Exercise instructions — Wherever a line of the data contains "normals", copy that line.

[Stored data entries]
■ ■ ■ ■ ■ ■ ■

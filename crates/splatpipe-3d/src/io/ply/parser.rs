use std::io::{BufRead, BufReader, Read, Seek, SeekFrom};
use std::path::Path;

use super::{
    properties::{PlyDataType, PlyEncoding, PlyPropertyDefinition, PlyType},
    PlyError, PlyPropertyTrait,
};
use crate::pointcloud::PointCloud;

/// Maximum number of bytes scanned for `end_header` before giving up.
///
/// Real headers are a few hundred bytes; a truncated or corrupted file fails with
/// [`PlyError::UnterminatedHeader`] once this budget is spent instead of scanning the payload.
pub const MAX_HEADER_BYTES: u64 = 64 * 1024;

#[derive(Debug)]
struct PlyHeader {
    pub vertex_count: usize,
    pub properties: Vec<PlyPropertyDefinition>,
    pub format: PlyType,
    pub encoding: PlyEncoding,
}

fn parse_header<R: BufRead>(reader: &mut R) -> Result<PlyHeader, PlyError> {
    let mut limited = reader.take(MAX_HEADER_BYTES);
    let mut raw = Vec::new();
    let mut line_no = 0;

    let mut encoding = None;
    let mut vertex_count = None;
    let mut current_element: Option<String> = None;
    let mut properties = Vec::new();

    loop {
        raw.clear();
        // end of stream and an exhausted scan budget both leave the line without its newline
        limited.read_until(b'\n', &mut raw)?;
        if raw.last() != Some(&b'\n') {
            return Err(PlyError::UnterminatedHeader {
                limit: MAX_HEADER_BYTES,
            });
        }
        line_no += 1;

        let malformed = || PlyError::MalformedHeaderLine {
            line: line_no,
            content: String::from_utf8_lossy(&raw).trim_end().to_string(),
        };

        let line = std::str::from_utf8(&raw).map_err(|_| malformed())?;
        let trimmed = line.trim();

        if line_no == 1 {
            if trimmed != "ply" {
                return Err(PlyError::MissingMagic);
            }
            continue;
        }

        let parts = trimmed.split_whitespace().collect::<Vec<_>>();
        match parts.as_slice() {
            ["end_header"] => break,
            [] | ["comment", ..] | ["obj_info", ..] => {}
            ["format", kind, _version] => {
                encoding = Some(match *kind {
                    "binary_little_endian" => PlyEncoding::BinaryLittleEndian,
                    "binary_big_endian" => PlyEncoding::BinaryBigEndian,
                    other => return Err(PlyError::UnsupportedFormat(other.to_string())),
                });
            }
            ["element", name, count] => {
                if *name == "vertex" {
                    if let Some(previous) = current_element {
                        return Err(PlyError::VertexElementNotFirst(previous));
                    }
                    vertex_count = Some(count.parse::<usize>().map_err(|_| malformed())?);
                }
                current_element = Some(name.to_string());
            }
            ["property", "list", ..] => {
                if current_element.as_deref() == Some("vertex") {
                    return Err(PlyError::UnsupportedListProperty(trimmed.to_string()));
                }
            }
            ["property", data_type, name] => {
                let data_type = PlyDataType::parse(data_type)?;
                match current_element.as_deref() {
                    Some("vertex") => properties.push(PlyPropertyDefinition {
                        name: name.to_string(),
                        data_type,
                    }),
                    Some(_) => {}
                    None => return Err(malformed()),
                }
            }
            _ => return Err(malformed()),
        }
    }

    let encoding =
        encoding.ok_or_else(|| PlyError::UnsupportedFormat("missing format line".to_string()))?;
    let vertex_count = vertex_count.ok_or(PlyError::MissingVertexElement)?;
    let format = PlyType::detect_format(&properties)?;

    Ok(PlyHeader {
        vertex_count,
        properties,
        format,
        encoding,
    })
}

/// Read the vertex element of a binary PLY file into a point cloud.
///
/// Colors and normals are carried over when the header declares them.
pub fn read_ply_binary(path: impl AsRef<Path>) -> Result<PointCloud, PlyError> {
    let file = std::fs::File::open(path)?;
    read_ply_binary_from_reader(BufReader::new(file))
}

/// Read a binary PLY point cloud from a seekable stream.
///
/// The payload size implied by the header is checked against the bytes left in the stream
/// before any vertex is read.
pub fn read_ply_binary_from_reader<R: BufRead + Seek>(
    mut reader: R,
) -> Result<PointCloud, PlyError> {
    let header = parse_header(&mut reader)?;
    let row_size = header.format.size_of();

    let payload_start = reader.stream_position()?;
    let stream_end = reader.seek(SeekFrom::End(0))?;
    reader.seek(SeekFrom::Start(payload_start))?;

    let available = stream_end.saturating_sub(payload_start);
    let expected = (header.vertex_count as u64)
        .checked_mul(row_size as u64)
        .unwrap_or(u64::MAX);
    if expected > available {
        return Err(PlyError::PayloadTooLarge {
            expected,
            available,
        });
    }

    log::debug!(
        "reading {} PLY vertices ({} properties, {} bytes per row, {:?})",
        header.vertex_count,
        header.properties.len(),
        row_size,
        header.encoding
    );

    let mut buffer = vec![0u8; row_size];
    let mut points = Vec::with_capacity(header.vertex_count);
    let mut colors = header
        .format
        .has_color()
        .then(|| Vec::with_capacity(header.vertex_count));
    let mut normals = header
        .format
        .has_normal()
        .then(|| Vec::with_capacity(header.vertex_count));

    for _ in 0..header.vertex_count {
        reader.read_exact(&mut buffer)?;
        let property_entry = header.format.deserialize(&buffer, header.encoding)?;
        points.push(property_entry.to_point());
        if let (Some(colors), Some(color)) = (colors.as_mut(), property_entry.to_color()) {
            colors.push(color);
        }
        if let (Some(normals), Some(normal)) = (normals.as_mut(), property_entry.to_normal()) {
            normals.push(normal);
        }
    }

    Ok(PointCloud::new(points, colors, normals))
}

#[cfg(test)]
mod tests {
    use super::*;
    use approx::assert_relative_eq;
    use std::io::{Cursor, Write};
    use tempfile::NamedTempFile;

    const XYZ_RGB_HEADER: &str = "ply\nformat binary_little_endian 1.0\ncomment exported\nelement vertex 2\nproperty float x\nproperty float y\nproperty float z\nproperty uchar red\nproperty uchar green\nproperty uchar blue\nend_header\n";

    fn xyz_rgb_row(data: &mut Vec<u8>, p: [f32; 3], c: [u8; 3]) {
        for v in p {
            data.extend_from_slice(&v.to_le_bytes());
        }
        data.extend_from_slice(&c);
    }

    #[test]
    fn test_parse_header_basic() -> Result<(), PlyError> {
        let header_text = "ply\nformat binary_little_endian 1.0\nelement vertex 10\nproperty float x\nproperty float y\nproperty float z\nend_header\n";
        let mut reader = std::io::BufReader::new(header_text.as_bytes());
        let header = parse_header(&mut reader)?;
        assert_eq!(header.vertex_count, 10);
        assert_eq!(header.properties.len(), 3);
        assert_eq!(header.properties[0].name, "x");
        assert_eq!(header.properties[0].data_type, PlyDataType::Float32);
        assert_eq!(header.encoding, PlyEncoding::BinaryLittleEndian);
        Ok(())
    }

    #[test]
    fn test_parse_header_ignores_later_elements() -> Result<(), PlyError> {
        let header_text = "ply\nformat binary_big_endian 1.0\nelement vertex 5\nproperty double x\nproperty double y\nproperty double z\nelement face 1\nproperty list uchar int vertex_indices\nend_header\n";
        let mut reader = std::io::BufReader::new(header_text.as_bytes());
        let header = parse_header(&mut reader)?;
        assert_eq!(header.vertex_count, 5);
        assert_eq!(header.properties.len(), 3);
        assert_eq!(header.encoding, PlyEncoding::BinaryBigEndian);
        Ok(())
    }

    #[test]
    fn test_parse_header_errors() {
        let cases: [(&str, fn(&PlyError) -> bool); 7] = [
            ("plx\nend_header\n", |e| matches!(e, PlyError::MissingMagic)),
            (
                "ply\nformat ascii 1.0\nelement vertex 1\nend_header\n",
                |e| matches!(e, PlyError::UnsupportedFormat(_)),
            ),
            (
                "ply\nformat binary_little_endian 1.0\nelement vertex 1\nproperty half x\nend_header\n",
                |e| matches!(e, PlyError::UnknownPropertyType(t) if t == "half"),
            ),
            (
                "ply\nformat binary_little_endian 1.0\nelement face 1\nproperty uchar n\nelement vertex 1\nend_header\n",
                |e| matches!(e, PlyError::VertexElementNotFirst(_)),
            ),
            (
                "ply\nformat binary_little_endian 1.0\nelement vertex many\nend_header\n",
                |e| matches!(e, PlyError::MalformedHeaderLine { line: 3, .. }),
            ),
            (
                "ply\nformat binary_little_endian 1.0\nend_header\n",
                |e| matches!(e, PlyError::MissingVertexElement),
            ),
            (
                "ply\nformat binary_little_endian 1.0\nelement vertex 1\nproperty list uchar int idx\nend_header\n",
                |e| matches!(e, PlyError::UnsupportedListProperty(_)),
            ),
        ];

        for (text, check) in cases {
            let mut reader = std::io::BufReader::new(text.as_bytes());
            match parse_header(&mut reader) {
                Err(e) => assert!(check(&e), "{text:?} -> {e:?}"),
                Ok(header) => panic!("{text:?} parsed as {header:?}"),
            }
        }
    }

    #[test]
    fn test_unterminated_header_is_bounded() {
        // a header that never ends, followed by a large binary tail
        let mut data = b"ply\nformat binary_little_endian 1.0\nelement vertex 1\n".to_vec();
        data.extend(std::iter::repeat(b'\n').take(2 * MAX_HEADER_BYTES as usize));
        let result = read_ply_binary_from_reader(Cursor::new(data));
        assert!(matches!(
            result,
            Err(PlyError::UnterminatedHeader { limit }) if limit == MAX_HEADER_BYTES
        ));

        // binary garbage with no newline at all
        let mut data = b"ply\n".to_vec();
        data.extend(std::iter::repeat(0xffu8).take(2 * MAX_HEADER_BYTES as usize));
        let result = read_ply_binary_from_reader(Cursor::new(data));
        assert!(matches!(result, Err(PlyError::UnterminatedHeader { .. })));

        // plain end of file
        let result = read_ply_binary_from_reader(Cursor::new(b"ply\nformat".to_vec()));
        assert!(matches!(result, Err(PlyError::UnterminatedHeader { .. })));
    }

    #[test]
    fn test_payload_larger_than_stream() {
        let mut data = XYZ_RGB_HEADER.as_bytes().to_vec();
        xyz_rgb_row(&mut data, [1.0, 2.0, 3.0], [1, 2, 3]);
        let result = read_ply_binary_from_reader(Cursor::new(data));
        assert!(matches!(
            result,
            Err(PlyError::PayloadTooLarge {
                expected: 30,
                available: 15
            })
        ));

        let huge = "ply\nformat binary_little_endian 1.0\nelement vertex 18446744073709551615\nproperty double x\nproperty double y\nproperty double z\nend_header\n";
        let result = read_ply_binary_from_reader(Cursor::new(huge.as_bytes().to_vec()));
        assert!(matches!(result, Err(PlyError::PayloadTooLarge { .. })));
    }

    #[test]
    fn test_read_ply_binary_xyz_rgb() -> Result<(), Box<dyn std::error::Error>> {
        let mut file = NamedTempFile::new()?;
        let mut data = XYZ_RGB_HEADER.as_bytes().to_vec();
        xyz_rgb_row(&mut data, [1.0, 2.0, 3.0], [255, 128, 0]);
        xyz_rgb_row(&mut data, [-1.0, 0.5, 0.0], [0, 0, 9]);
        file.write_all(&data)?;

        let pointcloud = read_ply_binary(file.path())?;
        assert_eq!(pointcloud.len(), 2);
        assert_eq!(pointcloud.points()[0], [1.0, 2.0, 3.0]);
        assert_eq!(pointcloud.points()[1], [-1.0, 0.5, 0.0]);
        assert_eq!(pointcloud.colors().map(|c| c[0]), Some([255, 128, 0]));
        assert!(pointcloud.normals().is_none());
        Ok(())
    }

    #[test]
    fn test_read_ply_binary_dynamic_format() -> Result<(), PlyError> {
        let header = "ply\nformat binary_little_endian 1.0\nelement vertex 1\nproperty float x\nproperty float y\nproperty float z\nproperty float nx\nproperty float ny\nproperty float nz\nproperty float intensity\nend_header\n";
        let mut data = header.as_bytes().to_vec();
        for v in [1.0f32, 2.0, 3.0, 0.0, 1.0, 0.0, 0.5] {
            data.extend_from_slice(&v.to_le_bytes());
        }

        let pointcloud = read_ply_binary_from_reader(Cursor::new(data))?;
        assert_eq!(pointcloud.len(), 1);
        assert_eq!(pointcloud.points()[0], [1.0, 2.0, 3.0]);
        assert!(pointcloud.colors().is_none());
        assert_eq!(pointcloud.normals().map(|n| n[0]), Some([0.0, 1.0, 0.0]));
        Ok(())
    }

    #[test]
    fn test_trailing_elements_are_ignored() -> Result<(), PlyError> {
        let header = "ply\nformat binary_little_endian 1.0\nelement vertex 1\nproperty float x\nproperty float y\nproperty float z\nelement face 1\nproperty list uchar int vertex_indices\nend_header\n";
        let mut data = header.as_bytes().to_vec();
        for v in [4.0f32, 5.0, 6.0] {
            data.extend_from_slice(&v.to_le_bytes());
        }
        data.push(3);
        for i in [0i32, 0, 0] {
            data.extend_from_slice(&i.to_le_bytes());
        }

        let pointcloud = read_ply_binary_from_reader(Cursor::new(data))?;
        assert_eq!(pointcloud.points(), &[[4.0, 5.0, 6.0]]);
        Ok(())
    }

    #[test]
    fn test_read_ply_big_endian_floats() -> Result<(), PlyError> {
        let header = "ply\nformat binary_big_endian 1.0\nelement vertex 2\nproperty float x\nproperty float y\nproperty float z\nend_header\n";
        let mut data = header.as_bytes().to_vec();
        for v in [0.1f32, -2.7, 1e-3, 1234.567, 0.0, -0.25] {
            data.extend_from_slice(&v.to_be_bytes());
        }

        let pointcloud = read_ply_binary_from_reader(Cursor::new(data))?;
        let expected = [[0.1, -2.7, 1e-3], [1234.567, 0.0, -0.25]];
        for (point, expected) in pointcloud.points().iter().zip(expected) {
            for (v, e) in point.iter().zip(expected) {
                assert_relative_eq!(*v, e, max_relative = 1e-6);
            }
        }
        Ok(())
    }
}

■ ■ ■ ■ ■ ■ ■

Result —
/// Colors and normals are carried over when the header declares them.
    let mut normals = header
        if let (Some(normals), Some(normal)) = (normals.as_mut(), property_entry.to_normal()) {
            normals.push(normal);
    Ok(PointCloud::new(points, colors, normals))
        assert!(pointcloud.normals().is_none());
        assert_eq!(pointcloud.normals().map(|n| n[0]), Some([0.0, 1.0, 0.0]));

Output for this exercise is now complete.